■ About this task
Copy the entries exactly, through the "if self.id == 0" line.

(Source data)
________________________________________
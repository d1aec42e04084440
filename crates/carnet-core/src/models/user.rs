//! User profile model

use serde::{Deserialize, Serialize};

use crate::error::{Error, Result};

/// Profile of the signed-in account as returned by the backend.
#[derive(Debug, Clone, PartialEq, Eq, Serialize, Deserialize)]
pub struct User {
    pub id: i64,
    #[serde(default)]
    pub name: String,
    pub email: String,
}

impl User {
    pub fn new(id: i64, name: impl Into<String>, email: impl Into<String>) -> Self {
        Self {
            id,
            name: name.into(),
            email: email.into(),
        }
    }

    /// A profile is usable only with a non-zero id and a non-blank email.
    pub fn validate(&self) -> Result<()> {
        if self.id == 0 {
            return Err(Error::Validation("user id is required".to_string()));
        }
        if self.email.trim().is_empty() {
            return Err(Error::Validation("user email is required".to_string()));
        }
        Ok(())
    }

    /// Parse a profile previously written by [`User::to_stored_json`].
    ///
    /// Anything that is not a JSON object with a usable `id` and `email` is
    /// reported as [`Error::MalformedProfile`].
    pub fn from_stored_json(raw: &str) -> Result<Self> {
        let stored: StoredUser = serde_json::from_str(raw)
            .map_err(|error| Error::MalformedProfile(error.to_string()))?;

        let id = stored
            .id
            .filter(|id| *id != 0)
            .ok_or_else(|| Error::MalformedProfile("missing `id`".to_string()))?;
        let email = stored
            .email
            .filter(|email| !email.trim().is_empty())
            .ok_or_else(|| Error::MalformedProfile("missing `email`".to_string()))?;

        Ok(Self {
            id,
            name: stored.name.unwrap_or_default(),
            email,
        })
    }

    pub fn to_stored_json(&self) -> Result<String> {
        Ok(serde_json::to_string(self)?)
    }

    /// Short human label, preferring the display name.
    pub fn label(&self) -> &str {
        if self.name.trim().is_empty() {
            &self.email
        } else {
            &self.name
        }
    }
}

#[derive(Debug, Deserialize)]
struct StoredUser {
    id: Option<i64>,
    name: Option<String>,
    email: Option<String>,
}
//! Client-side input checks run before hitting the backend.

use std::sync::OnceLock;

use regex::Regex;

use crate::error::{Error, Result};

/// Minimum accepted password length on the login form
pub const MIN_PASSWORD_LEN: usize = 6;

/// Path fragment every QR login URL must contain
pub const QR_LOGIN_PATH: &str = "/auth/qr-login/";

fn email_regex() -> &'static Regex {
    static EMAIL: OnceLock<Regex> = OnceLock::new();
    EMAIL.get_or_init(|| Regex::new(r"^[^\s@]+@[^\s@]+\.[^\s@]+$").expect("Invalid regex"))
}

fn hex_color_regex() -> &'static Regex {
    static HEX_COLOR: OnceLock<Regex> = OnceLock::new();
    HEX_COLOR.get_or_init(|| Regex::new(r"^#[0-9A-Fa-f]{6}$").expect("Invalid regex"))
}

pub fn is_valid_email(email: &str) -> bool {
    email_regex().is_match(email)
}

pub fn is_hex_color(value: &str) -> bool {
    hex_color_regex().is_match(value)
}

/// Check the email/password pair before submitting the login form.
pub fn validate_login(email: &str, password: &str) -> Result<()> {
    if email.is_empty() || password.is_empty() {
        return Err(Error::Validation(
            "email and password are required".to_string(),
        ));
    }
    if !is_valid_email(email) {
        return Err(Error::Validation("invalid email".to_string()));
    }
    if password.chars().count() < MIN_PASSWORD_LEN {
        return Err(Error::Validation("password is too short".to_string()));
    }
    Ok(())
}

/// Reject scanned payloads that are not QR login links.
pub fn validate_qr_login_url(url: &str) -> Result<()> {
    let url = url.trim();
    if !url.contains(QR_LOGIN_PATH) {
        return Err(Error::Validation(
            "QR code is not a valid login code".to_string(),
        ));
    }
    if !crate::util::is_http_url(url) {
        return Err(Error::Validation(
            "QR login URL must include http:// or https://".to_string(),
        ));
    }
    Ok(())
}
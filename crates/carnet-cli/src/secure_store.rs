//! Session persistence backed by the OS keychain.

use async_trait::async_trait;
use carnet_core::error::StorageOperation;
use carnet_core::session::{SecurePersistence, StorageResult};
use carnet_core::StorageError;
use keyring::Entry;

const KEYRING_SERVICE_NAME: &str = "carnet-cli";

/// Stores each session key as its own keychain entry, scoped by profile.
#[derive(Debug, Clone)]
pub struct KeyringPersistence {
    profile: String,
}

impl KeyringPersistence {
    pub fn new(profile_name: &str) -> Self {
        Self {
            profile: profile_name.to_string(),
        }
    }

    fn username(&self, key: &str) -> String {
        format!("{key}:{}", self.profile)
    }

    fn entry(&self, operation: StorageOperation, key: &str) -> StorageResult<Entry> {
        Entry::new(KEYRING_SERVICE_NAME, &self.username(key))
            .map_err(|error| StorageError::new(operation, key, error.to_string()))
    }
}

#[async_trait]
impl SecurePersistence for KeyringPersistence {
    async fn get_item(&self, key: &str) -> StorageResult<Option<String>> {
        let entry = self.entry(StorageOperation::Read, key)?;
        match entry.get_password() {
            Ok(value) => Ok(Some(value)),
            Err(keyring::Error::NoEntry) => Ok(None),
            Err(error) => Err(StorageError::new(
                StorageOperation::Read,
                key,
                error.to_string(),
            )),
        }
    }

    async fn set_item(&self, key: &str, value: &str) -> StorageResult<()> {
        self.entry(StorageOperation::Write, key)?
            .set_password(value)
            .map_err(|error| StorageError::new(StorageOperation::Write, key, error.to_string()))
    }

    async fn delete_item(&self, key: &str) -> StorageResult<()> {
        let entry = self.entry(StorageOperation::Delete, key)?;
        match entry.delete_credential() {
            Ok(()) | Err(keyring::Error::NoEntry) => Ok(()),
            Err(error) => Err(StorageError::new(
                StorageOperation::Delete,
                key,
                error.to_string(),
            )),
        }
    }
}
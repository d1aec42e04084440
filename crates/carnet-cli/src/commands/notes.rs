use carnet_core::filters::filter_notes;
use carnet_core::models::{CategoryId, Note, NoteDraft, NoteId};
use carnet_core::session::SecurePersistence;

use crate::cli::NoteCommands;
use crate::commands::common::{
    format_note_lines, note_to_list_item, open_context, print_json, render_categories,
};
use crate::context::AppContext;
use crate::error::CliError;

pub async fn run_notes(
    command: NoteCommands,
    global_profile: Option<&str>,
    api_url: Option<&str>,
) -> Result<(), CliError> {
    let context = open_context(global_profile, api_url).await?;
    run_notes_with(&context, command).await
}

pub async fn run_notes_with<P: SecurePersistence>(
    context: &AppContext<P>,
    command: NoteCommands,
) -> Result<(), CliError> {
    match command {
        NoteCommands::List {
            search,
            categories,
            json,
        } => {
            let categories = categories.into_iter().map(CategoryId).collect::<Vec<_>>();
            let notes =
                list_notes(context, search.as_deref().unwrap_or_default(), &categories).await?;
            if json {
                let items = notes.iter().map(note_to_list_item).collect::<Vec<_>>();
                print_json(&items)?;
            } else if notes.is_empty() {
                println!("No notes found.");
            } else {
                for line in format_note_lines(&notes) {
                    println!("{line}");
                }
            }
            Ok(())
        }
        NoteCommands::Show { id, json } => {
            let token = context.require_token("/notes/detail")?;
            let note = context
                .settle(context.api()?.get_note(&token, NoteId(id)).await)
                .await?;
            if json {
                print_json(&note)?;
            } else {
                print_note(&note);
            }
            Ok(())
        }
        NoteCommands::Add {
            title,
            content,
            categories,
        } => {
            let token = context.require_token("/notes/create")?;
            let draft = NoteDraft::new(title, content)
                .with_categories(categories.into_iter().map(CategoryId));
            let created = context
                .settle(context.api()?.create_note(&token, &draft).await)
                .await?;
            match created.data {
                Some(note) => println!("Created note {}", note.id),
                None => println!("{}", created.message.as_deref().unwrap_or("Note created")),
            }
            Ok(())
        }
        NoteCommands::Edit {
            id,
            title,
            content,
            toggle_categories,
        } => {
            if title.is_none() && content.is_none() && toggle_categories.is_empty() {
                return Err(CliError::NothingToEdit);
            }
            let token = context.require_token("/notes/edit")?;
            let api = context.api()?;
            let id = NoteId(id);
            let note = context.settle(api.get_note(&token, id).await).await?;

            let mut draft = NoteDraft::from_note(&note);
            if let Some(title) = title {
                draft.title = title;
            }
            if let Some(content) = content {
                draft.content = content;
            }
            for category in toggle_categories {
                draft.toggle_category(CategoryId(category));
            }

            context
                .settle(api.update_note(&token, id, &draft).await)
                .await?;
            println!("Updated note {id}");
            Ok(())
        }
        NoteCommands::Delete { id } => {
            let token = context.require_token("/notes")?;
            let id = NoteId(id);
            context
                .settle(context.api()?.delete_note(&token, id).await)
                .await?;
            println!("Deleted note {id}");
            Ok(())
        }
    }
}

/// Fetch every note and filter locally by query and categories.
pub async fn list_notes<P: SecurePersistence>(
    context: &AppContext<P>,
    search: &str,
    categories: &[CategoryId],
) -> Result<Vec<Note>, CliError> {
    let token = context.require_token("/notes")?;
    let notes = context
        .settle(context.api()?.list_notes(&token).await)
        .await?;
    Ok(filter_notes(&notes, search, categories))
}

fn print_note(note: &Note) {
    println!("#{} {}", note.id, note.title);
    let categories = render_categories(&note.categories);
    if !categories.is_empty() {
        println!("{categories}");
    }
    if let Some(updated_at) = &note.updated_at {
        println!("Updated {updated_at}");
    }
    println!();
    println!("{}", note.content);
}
________________________________________
■ Answer box
repository d1aec42e04084440
filename crates/carnet-core/src/models/user.rs
//! User profile model

use serde::{Deserialize, Serialize};

use crate::error::{Error, Result};

/// Profile of the signed-in account as returned by the backend.
#[derive(Debug, Clone, PartialEq, Eq, Serialize, Deserialize)]
pub struct User {
    pub id: i64,
    #[serde(default)]
    pub name: String,
    pub email: String,
}

impl User {
    pub fn new(id: i64, name: impl Into<String>, email: impl Into<String>) -> Self {
        Self {
            id,
            name: name.into(),
            email: email.into(),
        }
    }

    /// A profile is usable only with a non-zero id and a non-blank email.
    pub fn validate(&self) -> Result<()> {
        if self.id == 0 {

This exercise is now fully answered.